EXERCISE AIM
Scan the entries below for the word "over". Copy out every line in which it occurs.

DATA IN THIS EXERCISE
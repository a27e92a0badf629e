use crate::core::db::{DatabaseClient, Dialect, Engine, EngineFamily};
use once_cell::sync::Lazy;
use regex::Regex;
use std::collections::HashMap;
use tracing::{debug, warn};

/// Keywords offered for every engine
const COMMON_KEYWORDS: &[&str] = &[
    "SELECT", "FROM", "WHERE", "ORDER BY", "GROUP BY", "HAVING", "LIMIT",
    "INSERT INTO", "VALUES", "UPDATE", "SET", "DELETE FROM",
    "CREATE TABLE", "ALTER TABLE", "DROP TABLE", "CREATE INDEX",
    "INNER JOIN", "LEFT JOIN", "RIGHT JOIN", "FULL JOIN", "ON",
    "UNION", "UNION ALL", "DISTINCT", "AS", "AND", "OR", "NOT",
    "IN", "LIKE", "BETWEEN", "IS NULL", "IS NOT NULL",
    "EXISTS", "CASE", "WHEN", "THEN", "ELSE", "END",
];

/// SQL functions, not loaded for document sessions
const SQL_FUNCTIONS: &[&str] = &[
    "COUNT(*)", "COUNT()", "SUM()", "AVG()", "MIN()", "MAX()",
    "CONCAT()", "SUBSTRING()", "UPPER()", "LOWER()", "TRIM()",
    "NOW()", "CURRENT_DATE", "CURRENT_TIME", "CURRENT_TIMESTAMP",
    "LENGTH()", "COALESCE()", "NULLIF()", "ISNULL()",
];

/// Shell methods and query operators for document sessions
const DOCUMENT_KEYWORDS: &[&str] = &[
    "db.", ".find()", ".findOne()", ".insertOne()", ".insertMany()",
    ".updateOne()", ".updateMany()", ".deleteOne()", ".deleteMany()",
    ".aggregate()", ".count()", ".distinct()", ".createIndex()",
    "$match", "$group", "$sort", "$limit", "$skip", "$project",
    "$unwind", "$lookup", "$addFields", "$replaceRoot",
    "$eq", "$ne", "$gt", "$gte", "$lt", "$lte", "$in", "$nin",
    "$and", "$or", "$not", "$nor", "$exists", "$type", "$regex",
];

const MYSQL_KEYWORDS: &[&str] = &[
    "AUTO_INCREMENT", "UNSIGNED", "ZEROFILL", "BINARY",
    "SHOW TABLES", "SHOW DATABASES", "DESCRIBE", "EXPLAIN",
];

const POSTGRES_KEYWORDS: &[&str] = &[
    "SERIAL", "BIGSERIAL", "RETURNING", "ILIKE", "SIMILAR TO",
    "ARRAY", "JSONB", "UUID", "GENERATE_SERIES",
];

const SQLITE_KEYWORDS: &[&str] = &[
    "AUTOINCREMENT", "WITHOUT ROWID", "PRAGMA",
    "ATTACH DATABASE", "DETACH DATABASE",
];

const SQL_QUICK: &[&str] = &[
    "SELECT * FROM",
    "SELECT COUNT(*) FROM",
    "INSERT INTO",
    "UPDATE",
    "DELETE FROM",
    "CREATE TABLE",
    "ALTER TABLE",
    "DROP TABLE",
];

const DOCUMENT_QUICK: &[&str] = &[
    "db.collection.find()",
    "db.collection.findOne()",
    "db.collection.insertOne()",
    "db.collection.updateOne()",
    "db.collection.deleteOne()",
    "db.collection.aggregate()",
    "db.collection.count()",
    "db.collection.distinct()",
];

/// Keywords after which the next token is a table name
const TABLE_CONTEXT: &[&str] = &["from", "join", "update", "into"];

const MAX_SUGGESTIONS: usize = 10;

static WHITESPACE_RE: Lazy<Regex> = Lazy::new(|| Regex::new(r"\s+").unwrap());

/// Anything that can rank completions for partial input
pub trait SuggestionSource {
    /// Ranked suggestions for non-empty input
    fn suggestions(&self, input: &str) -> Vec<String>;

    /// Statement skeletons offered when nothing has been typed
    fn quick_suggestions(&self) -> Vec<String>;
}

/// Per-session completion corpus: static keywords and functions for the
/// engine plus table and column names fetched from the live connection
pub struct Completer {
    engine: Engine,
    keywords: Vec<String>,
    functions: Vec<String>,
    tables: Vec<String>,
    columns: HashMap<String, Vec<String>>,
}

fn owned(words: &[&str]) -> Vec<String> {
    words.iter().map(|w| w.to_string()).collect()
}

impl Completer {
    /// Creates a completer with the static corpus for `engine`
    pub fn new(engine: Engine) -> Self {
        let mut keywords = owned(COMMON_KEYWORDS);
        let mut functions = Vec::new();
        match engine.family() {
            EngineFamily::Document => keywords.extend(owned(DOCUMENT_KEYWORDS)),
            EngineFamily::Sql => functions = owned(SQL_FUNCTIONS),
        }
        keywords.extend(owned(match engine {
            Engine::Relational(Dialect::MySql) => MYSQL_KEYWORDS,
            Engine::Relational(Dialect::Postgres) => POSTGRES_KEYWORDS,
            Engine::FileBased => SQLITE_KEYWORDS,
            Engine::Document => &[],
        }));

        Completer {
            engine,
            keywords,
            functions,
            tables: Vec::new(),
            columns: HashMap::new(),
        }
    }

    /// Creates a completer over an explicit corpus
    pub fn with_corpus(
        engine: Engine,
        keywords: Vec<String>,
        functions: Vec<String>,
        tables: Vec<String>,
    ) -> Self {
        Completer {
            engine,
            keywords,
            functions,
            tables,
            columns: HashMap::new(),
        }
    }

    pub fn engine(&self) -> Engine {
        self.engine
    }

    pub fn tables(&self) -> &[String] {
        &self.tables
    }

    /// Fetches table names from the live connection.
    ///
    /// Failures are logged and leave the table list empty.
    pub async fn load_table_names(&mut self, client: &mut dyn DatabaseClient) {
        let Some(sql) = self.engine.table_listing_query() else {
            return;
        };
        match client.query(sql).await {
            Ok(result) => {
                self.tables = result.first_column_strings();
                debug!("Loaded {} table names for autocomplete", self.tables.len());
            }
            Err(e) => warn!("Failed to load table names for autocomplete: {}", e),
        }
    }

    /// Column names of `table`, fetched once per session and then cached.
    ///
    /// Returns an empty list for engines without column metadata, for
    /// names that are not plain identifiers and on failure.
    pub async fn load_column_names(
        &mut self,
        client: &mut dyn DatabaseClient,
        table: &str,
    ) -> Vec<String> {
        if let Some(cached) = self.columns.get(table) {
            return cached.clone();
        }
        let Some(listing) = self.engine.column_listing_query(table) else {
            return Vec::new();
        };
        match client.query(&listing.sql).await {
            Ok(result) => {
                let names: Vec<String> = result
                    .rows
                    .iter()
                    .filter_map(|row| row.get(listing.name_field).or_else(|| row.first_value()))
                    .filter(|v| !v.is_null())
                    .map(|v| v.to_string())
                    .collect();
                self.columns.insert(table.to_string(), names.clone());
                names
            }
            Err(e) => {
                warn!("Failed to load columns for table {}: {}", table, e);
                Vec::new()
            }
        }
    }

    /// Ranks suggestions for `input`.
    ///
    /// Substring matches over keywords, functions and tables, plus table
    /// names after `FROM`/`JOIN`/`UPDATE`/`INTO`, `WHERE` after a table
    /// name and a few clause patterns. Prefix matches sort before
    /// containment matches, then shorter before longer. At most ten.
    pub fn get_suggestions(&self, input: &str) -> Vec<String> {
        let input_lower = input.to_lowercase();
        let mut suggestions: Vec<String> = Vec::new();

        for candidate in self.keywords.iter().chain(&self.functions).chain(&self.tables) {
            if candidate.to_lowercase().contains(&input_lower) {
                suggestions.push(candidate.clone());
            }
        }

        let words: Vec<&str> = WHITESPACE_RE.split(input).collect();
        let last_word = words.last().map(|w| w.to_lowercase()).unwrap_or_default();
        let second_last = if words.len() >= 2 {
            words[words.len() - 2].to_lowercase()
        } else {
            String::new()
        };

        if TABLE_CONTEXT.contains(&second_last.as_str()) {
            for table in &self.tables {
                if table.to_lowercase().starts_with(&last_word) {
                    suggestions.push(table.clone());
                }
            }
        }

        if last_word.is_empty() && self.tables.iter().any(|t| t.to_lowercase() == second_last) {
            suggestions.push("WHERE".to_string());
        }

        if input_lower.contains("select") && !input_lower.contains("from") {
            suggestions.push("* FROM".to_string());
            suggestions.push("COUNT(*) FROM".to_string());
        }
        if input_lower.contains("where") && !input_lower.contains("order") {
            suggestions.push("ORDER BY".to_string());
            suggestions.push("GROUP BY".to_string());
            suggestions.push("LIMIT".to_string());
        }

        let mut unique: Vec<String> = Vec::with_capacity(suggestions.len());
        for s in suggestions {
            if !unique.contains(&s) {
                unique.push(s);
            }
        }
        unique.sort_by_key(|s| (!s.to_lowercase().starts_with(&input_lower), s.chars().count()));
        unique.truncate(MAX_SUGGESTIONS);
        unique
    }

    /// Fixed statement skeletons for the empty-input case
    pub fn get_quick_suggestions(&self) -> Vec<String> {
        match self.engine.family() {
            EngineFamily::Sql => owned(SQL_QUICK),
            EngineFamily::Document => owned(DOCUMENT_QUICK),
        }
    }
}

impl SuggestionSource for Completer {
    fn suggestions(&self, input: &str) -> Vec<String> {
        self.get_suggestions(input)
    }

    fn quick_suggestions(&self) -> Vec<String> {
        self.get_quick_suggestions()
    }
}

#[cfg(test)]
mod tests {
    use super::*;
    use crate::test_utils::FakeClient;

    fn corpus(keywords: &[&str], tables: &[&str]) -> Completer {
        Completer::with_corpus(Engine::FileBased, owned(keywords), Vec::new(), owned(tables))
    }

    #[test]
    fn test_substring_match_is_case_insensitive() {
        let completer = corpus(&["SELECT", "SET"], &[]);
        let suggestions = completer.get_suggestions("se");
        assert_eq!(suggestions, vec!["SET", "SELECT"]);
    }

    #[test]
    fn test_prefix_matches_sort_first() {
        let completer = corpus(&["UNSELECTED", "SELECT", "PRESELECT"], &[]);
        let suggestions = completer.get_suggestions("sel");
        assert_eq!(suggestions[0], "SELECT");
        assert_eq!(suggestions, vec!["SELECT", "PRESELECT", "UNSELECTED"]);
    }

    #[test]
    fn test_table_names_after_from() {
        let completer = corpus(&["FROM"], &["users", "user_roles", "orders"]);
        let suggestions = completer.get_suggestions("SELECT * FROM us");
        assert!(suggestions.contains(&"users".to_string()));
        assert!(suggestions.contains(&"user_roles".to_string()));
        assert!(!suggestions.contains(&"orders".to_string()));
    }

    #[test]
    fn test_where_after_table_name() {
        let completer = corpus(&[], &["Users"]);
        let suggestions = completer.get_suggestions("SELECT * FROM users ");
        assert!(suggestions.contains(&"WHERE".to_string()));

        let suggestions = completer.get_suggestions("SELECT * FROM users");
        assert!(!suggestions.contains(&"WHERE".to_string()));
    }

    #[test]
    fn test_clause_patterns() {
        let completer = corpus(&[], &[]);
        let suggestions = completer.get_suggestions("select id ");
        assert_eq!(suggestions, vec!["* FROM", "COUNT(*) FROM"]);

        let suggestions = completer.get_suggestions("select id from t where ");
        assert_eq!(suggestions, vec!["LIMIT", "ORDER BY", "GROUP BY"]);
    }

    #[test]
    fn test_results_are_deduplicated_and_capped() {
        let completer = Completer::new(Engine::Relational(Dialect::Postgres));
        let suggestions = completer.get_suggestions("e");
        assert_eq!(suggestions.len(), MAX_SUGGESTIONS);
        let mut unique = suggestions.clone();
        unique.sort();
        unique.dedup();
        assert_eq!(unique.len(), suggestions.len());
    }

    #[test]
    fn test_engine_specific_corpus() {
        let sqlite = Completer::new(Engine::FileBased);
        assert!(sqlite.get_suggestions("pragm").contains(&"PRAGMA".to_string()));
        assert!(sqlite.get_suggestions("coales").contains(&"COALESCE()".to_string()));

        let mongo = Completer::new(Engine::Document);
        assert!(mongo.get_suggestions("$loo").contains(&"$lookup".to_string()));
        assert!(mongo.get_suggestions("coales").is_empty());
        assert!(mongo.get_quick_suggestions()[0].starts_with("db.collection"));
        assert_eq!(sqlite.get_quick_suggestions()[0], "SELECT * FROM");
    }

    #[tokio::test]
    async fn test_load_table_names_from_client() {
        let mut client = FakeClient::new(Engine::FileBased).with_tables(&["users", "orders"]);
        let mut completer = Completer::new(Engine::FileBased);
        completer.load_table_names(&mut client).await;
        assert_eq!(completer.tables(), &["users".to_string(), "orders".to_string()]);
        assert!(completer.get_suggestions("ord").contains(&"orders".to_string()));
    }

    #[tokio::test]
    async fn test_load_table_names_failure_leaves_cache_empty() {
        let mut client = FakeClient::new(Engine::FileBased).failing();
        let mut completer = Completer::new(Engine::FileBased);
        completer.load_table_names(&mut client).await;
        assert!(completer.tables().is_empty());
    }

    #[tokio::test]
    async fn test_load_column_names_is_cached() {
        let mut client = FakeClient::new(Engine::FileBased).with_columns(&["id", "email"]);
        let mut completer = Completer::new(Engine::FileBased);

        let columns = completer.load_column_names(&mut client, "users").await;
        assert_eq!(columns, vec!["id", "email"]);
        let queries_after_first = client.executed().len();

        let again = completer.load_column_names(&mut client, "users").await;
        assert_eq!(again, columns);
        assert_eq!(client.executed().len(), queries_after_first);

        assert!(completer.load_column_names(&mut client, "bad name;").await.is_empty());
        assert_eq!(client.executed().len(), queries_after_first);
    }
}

FINISHED TASK
    /// Creates a completer over an explicit corpus
    /// Substring matches over keywords, functions and tables, plus table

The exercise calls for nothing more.